The Beautiful Things collection features landmark dramas such as Victim (1961), The Naked Civil Servant (1975) and Oranges Are Not the Only Fruit (1990). Perhaps more significantly, Beautiful Things makes available films, TV dramas and documentaries that have been unavailable since their first release or broadcast.

Thirty years ago many of us cringed when Larry Grayson and John Inman minced around on primetime TV. Times have changed. Or have they? Revisit or discover the icons, the trailblazers and the tortured souls of yesteryear and decide for yourself.

Highlights from the new Mediatheque collection have also brought together to be shown for free in the Studio throughout July (starting on the 1st). This programme includes extracts from London Town (1946), featuring a remarkably gay turn from Sid Field; The Naked Civil Servant (1975), starring a purple-haired John Hurt as Quentin Crisp; and Jane Horrocks appearing as a learner lesbian in Came Out, It Rained, Went Back in Again (1991). Click here for times of showing.

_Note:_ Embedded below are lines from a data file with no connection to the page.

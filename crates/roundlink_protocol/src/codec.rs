//! CBOR encode/decode helpers.
//!
//! One schema serves both the wire and the at-rest files, so the store
//! and the transport share these helpers.

use crate::error::{ProtocolError, ProtocolResult};
use crate::messages::SyncMessage;
use serde::de::DeserializeOwned;
use serde::Serialize;

/// Encodes any serde value to CBOR bytes.
pub fn to_cbor<T: Serialize>(value: &T) -> ProtocolResult<Vec<u8>> {
    let mut buf = Vec::new();
    ciborium::ser::into_writer(value, &mut buf).map_err(|e| ProtocolError::encode(e.to_string()))?;
    Ok(buf)
}

/// Decodes any serde value from CBOR bytes.
pub fn from_cbor<T: DeserializeOwned>(bytes: &[u8]) -> ProtocolResult<T> {
    ciborium::de::from_reader(bytes).map_err(|e| ProtocolError::decode(e.to_string()))
}

/// Encodes a sync message for transmission.
pub fn encode_message(message: &SyncMessage) -> ProtocolResult<Vec<u8>> {
    to_cbor(message)
}

/// Decodes a sync message received from the peer.
pub fn decode_message(bytes: &[u8]) -> ProtocolResult<SyncMessage> {
    from_cbor(bytes)
}

#[cfg(test)]
mod tests {
    use super::*;
    use roundlink_model::{GeoPoint, Round};

    #[test]
    fn message_roundtrip() {
        let round = Round::new("c1", "Pebble Creek", Vec::new());
        let id = round.id;
        let bytes = encode_message(&SyncMessage::RoundSnapshot(round)).unwrap();
        match decode_message(&bytes).unwrap() {
            SyncMessage::RoundSnapshot(decoded) => assert_eq!(decoded.id, id),
            other => panic!("unexpected message: {other:?}"),
        }
    }

    #[test]
    fn garbage_is_a_decode_error() {
        let result = decode_message(&[0xff, 0x00, 0x13]);
        assert!(matches!(result, Err(ProtocolError::Decode(_))));
    }

    #[test]
    fn plain_value_roundtrip() {
        let point = GeoPoint::new(36.5725, -121.9486);
        let bytes = to_cbor(&point).unwrap();
        let decoded: GeoPoint = from_cbor(&bytes).unwrap();
        assert_eq!(decoded, point);
    }
}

Beautiful Things will form the focus for Generations of Love – a year-long collaboration between the Mediatheque and the London Lesbian and Gay Film Festival in partnership with the Mayor of London. Generations of Love will provide a space for older members of our communities to share experiences through film, discussion and reminiscence.

Highlights of the collection:

Women’s Rights (1899)
Two second rate Victorian transvestites strut their stuff.

First a Girl (1935)
Jessie Matthews dons a tuxedo in the great cross-dressing musical comedy.

A Taste of Honey (1961)
Murray Melvin stars as Rita Tushingham’s gay best friend in the Salford-set classic.

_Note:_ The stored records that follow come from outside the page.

//! Transport layer abstraction.
//!
//! Models an unreliable, possibly-unreachable channel between exactly
//! two peers. Delivery is not guaranteed, completions may run on any
//! thread, no ordering is assumed between sends, and retry is the
//! caller's responsibility (the pending queue's, for strokes).

use parking_lot::{Mutex, RwLock};
use roundlink_protocol::SyncMessage;
use std::collections::VecDeque;
use std::sync::atomic::{AtomicBool, AtomicU32, Ordering};
use std::sync::Arc;

/// Completion callback for one send: `true` means the peer received and
/// applied the message.
pub type SendCompletion = Box<dyn FnOnce(bool) + Send>;

/// Handler for inbound messages. The returned bool is the delivery
/// acknowledgment reported to the sender's completion.
pub type MessageHandler = Arc<dyn Fn(SyncMessage) -> bool + Send + Sync>;

/// Handler for peer reachability transitions.
pub type ReachabilityHandler = Arc<dyn Fn(bool) + Send + Sync>;

/// An unreliable channel to the other replica.
///
/// Implementations must invoke `on_complete` exactly once per send,
/// possibly on another thread and possibly reporting failure (peer
/// unreachable) without any retry of their own.
pub trait Transport: Send + Sync {
    /// Attempts to deliver one message to the peer.
    fn send(&self, message: SyncMessage, on_complete: SendCompletion);

    /// Returns whether the peer currently looks reachable.
    fn is_reachable(&self) -> bool;

    /// Installs the handler invoked for each inbound message.
    fn set_message_handler(&self, handler: MessageHandler);

    /// Installs the handler invoked on reachability transitions.
    fn set_reachability_handler(&self, handler: ReachabilityHandler);
}

/// A scripted transport for unit tests.
///
/// Records every send attempt, can fail the next N sends, can defer
/// completions so a test controls exactly when delivery is
/// acknowledged, and delivers inbound messages on demand.
#[derive(Default)]
pub struct MockTransport {
    reachable: AtomicBool,
    fail_next: AtomicU32,
    defer_completions: AtomicBool,
    sent: Mutex<Vec<SyncMessage>>,
    deferred: Mutex<VecDeque<SendCompletion>>,
    handler: RwLock<Option<MessageHandler>>,
    reachability_handler: RwLock<Option<ReachabilityHandler>>,
}

impl MockTransport {
    /// Creates a reachable mock transport.
    #[must_use]
    pub fn new() -> Arc<Self> {
        let transport = Self::default();
        transport.reachable.store(true, Ordering::SeqCst);
        Arc::new(transport)
    }

    /// Fails the next `n` sends.
    pub fn fail_next_sends(&self, n: u32) {
        self.fail_next.store(n, Ordering::SeqCst);
    }

    /// Defers completions; the test releases them with
    /// [`complete_next`](Self::complete_next).
    pub fn defer_completions(&self, defer: bool) {
        self.defer_completions.store(defer, Ordering::SeqCst);
    }

    /// Completes the oldest deferred send. Returns `false` if none was
    /// pending.
    pub fn complete_next(&self, success: bool) -> bool {
        let completion = self.deferred.lock().pop_front();
        match completion {
            Some(completion) => {
                completion(success);
                true
            }
            None => false,
        }
    }

    /// Sets reachability and fires the reachability handler on change.
    pub fn set_reachable(&self, reachable: bool) {
        let previous = self.reachable.swap(reachable, Ordering::SeqCst);
        if previous != reachable {
            let handler = self.reachability_handler.read().clone();
            if let Some(handler) = handler {
                handler(reachable);
            }
        }
    }

    /// Returns every message passed to [`Transport::send`] so far.
    pub fn sent(&self) -> Vec<SyncMessage> {
        self.sent.lock().clone()
    }

    /// Delivers an inbound message to the installed handler.
    ///
    /// Returns the handler's acknowledgment, or `false` if no handler
    /// is installed.
    pub fn deliver(&self, message: SyncMessage) -> bool {
        let handler = self.handler.read().clone();
        match handler {
            Some(handler) => handler(message),
            None => false,
        }
    }
}

impl Transport for MockTransport {
    fn send(&self, message: SyncMessage, on_complete: SendCompletion) {
        self.sent.lock().push(message);

        if self.defer_completions.load(Ordering::SeqCst) {
            self.deferred.lock().push_back(on_complete);
            return;
        }

        let scripted_failure = self
            .fail_next
            .fetch_update(Ordering::SeqCst, Ordering::SeqCst, |n| n.checked_sub(1))
            .is_ok();

        if scripted_failure || !self.is_reachable() {
            on_complete(false);
        } else {
            on_complete(true);
        }
    }

    fn is_reachable(&self) -> bool {
        self.reachable.load(Ordering::SeqCst)
    }

    fn set_message_handler(&self, handler: MessageHandler) {
        *self.handler.write() = Some(handler);
    }

    fn set_reachability_handler(&self, handler: ReachabilityHandler) {
        *self.reachability_handler.write() = Some(handler);
    }
}
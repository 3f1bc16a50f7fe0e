//! Change descriptions, observer events, and the sync-layer seam.
//!
//! The store reports successful local mutations in two directions:
//! - to the [`ChangeSink`] (the sync layer), which decides what to
//!   transmit — a full snapshot for structural changes, the pending
//!   queue for strokes
//! - to [`EventFeed`] subscribers (UI, telemetry), which also see
//!   inbound applies and persistence failures
//!
//! Inbound applies never reach the sink; a received change must not be
//! re-broadcast to its sender.

use parking_lot::RwLock;
use roundlink_model::{Round, Stroke, StrokeId};
use std::sync::mpsc::{self, Receiver, Sender};

/// A successful local mutation, as reported to the sync layer.
#[derive(Debug, Clone, PartialEq)]
pub enum RoundChange {
    /// A new round was started.
    RoundStarted,
    /// A stroke was recorded.
    StrokeAdded(Stroke),
    /// A stroke was removed.
    StrokeDeleted(StrokeId),
    /// A stroke was moved within its hole.
    StrokeRenumbered {
        /// The stroke that moved.
        id: StrokeId,
        /// Its new 1-based position.
        number: u32,
    },
    /// A hole was appended.
    HoleAdded(u32),
    /// A hole's coordinate or par changed.
    HoleUpdated(u32),
    /// A hole was marked complete.
    HoleCompleted(u32),
    /// A hole was reopened.
    HoleReopened(u32),
    /// The current-hole pointer moved.
    CurrentHoleChanged(u32),
    /// A hole's target set was replaced.
    TargetsReplaced(u32),
}

impl RoundChange {
    /// Returns true for changes replicated by full-round snapshot.
    ///
    /// Stroke-only changes instead travel through the pending queue as
    /// independently resendable units.
    #[must_use]
    pub fn is_structural(&self) -> bool {
        !matches!(
            self,
            RoundChange::StrokeAdded(_)
                | RoundChange::StrokeDeleted(_)
                | RoundChange::StrokeRenumbered { .. }
        )
    }
}

/// An event observed on the store.
#[derive(Debug, Clone, PartialEq)]
pub enum RoundEvent {
    /// A local mutation succeeded.
    Changed(RoundChange),
    /// An inbound snapshot replaced the round.
    SnapshotApplied,
    /// An inbound stroke batch was merged.
    StrokesMerged {
        /// Strokes appended (previously unknown ids).
        merged: u32,
        /// Strokes ignored (already-known ids).
        ignored: u32,
    },
    /// The club list was replaced.
    ClubsReplaced,
    /// The club type list was replaced.
    ClubTypesReplaced,
    /// The round was retired.
    RoundEnded,
    /// A persistence cycle failed; in-memory state kept the change.
    PersistenceFailed(String),
}

/// The seam through which local mutations reach the sync layer.
///
/// Called after the mutation has been applied and persisted, with the
/// store's lock released and a cloned round value, so implementations
/// may freely read the round without calling back into the store.
pub trait ChangeSink: Send + Sync {
    /// Reports one successful local mutation.
    fn round_changed(&self, round: &Round, change: &RoundChange);
}

/// Distributes store events to subscribers.
///
/// - Emits in mutation order
/// - Supports multiple subscribers
/// - Disconnected subscribers are dropped on the next emit
pub struct EventFeed {
    subscribers: RwLock<Vec<Sender<RoundEvent>>>,
}

impl EventFeed {
    /// Creates a feed with no subscribers.
    #[must_use]
    pub fn new() -> Self {
        Self {
            subscribers: RwLock::new(Vec::new()),
        }
    }

    /// Subscribes to all future events.
    pub fn subscribe(&self) -> Receiver<RoundEvent> {
        let (tx, rx) = mpsc::channel();
        self.subscribers.write().push(tx);
        rx
    }

    /// Emits an event to all subscribers.
    pub fn emit(&self, event: RoundEvent) {
        let mut subscribers = self.subscribers.write();
        subscribers.retain(|tx| tx.send(event.clone()).is_ok());
    }

    /// Returns the number of active subscribers.
    #[must_use]
    pub fn subscriber_count(&self) -> usize {
        self.subscribers.read().len()
    }
}

impl Default for EventFeed {
    fn default() -> Self {
        Self::new()
    }
}

#[cfg(test)]
mod tests {
    use super::*;
    use std::time::Duration;

    #[test]
    fn structural_classification() {
        assert!(RoundChange::RoundStarted.is_structural());
        assert!(RoundChange::HoleCompleted(3).is_structural());
        assert!(RoundChange::CurrentHoleChanged(1).is_structural());
        assert!(RoundChange::TargetsReplaced(2).is_structural());

        assert!(!RoundChange::StrokeDeleted(StrokeId::new()).is_structural());
        assert!(!RoundChange::StrokeRenumbered {
            id: StrokeId::new(),
            number: 1
        }
        .is_structural());
    }

    #[test]
    fn emit_and_receive() {
        let feed = EventFeed::new();
        let rx = feed.subscribe();

        feed.emit(RoundEvent::SnapshotApplied);
        let received = rx.recv_timeout(Duration::from_millis(100)).unwrap();
        assert_eq!(received, RoundEvent::SnapshotApplied);
    }

    #[test]
    fn multiple_subscribers() {
        let feed = EventFeed::new();
        let rx1 = feed.subscribe();
        let rx2 = feed.subscribe();

        feed.emit(RoundEvent::RoundEnded);
        assert_eq!(rx1.recv().unwrap(), RoundEvent::RoundEnded);
        assert_eq!(rx2.recv().unwrap(), RoundEvent::RoundEnded);
    }

    #[test]
    fn subscriber_cleanup() {
        let feed = EventFeed::new();
        let rx = feed.subscribe();
        assert_eq!(feed.subscriber_count(), 1);

        drop(rx);
        feed.emit(RoundEvent::ClubsReplaced);
        assert_eq!(feed.subscriber_count(), 0);
    }
}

This Week: Lesbians (1965)
British lesbians finally get a TV programme to themselves.

Edward II (1970)
Ian McKellen delivers British TV’s first gay kiss.

Girl (1974)
Alison Steadman gets steamy under the surplus blanket with Corporal Harvey.

Inappropriate Behaviour (1987)
A psychologist finds herself drawn to her 15-year-old pupil (Charlotte Coleman).

The Lost Language of Cranes (1992)
Nature or nurture? A father and son discover they have something in common.

It’s Not Unusual (1997)
Potent and moving series based on the testimonies of British lesbians and gay men.

Torchwood (2007)
Bringing the collection up to date… Captain Jack falls in love with a handsome young squadron leader.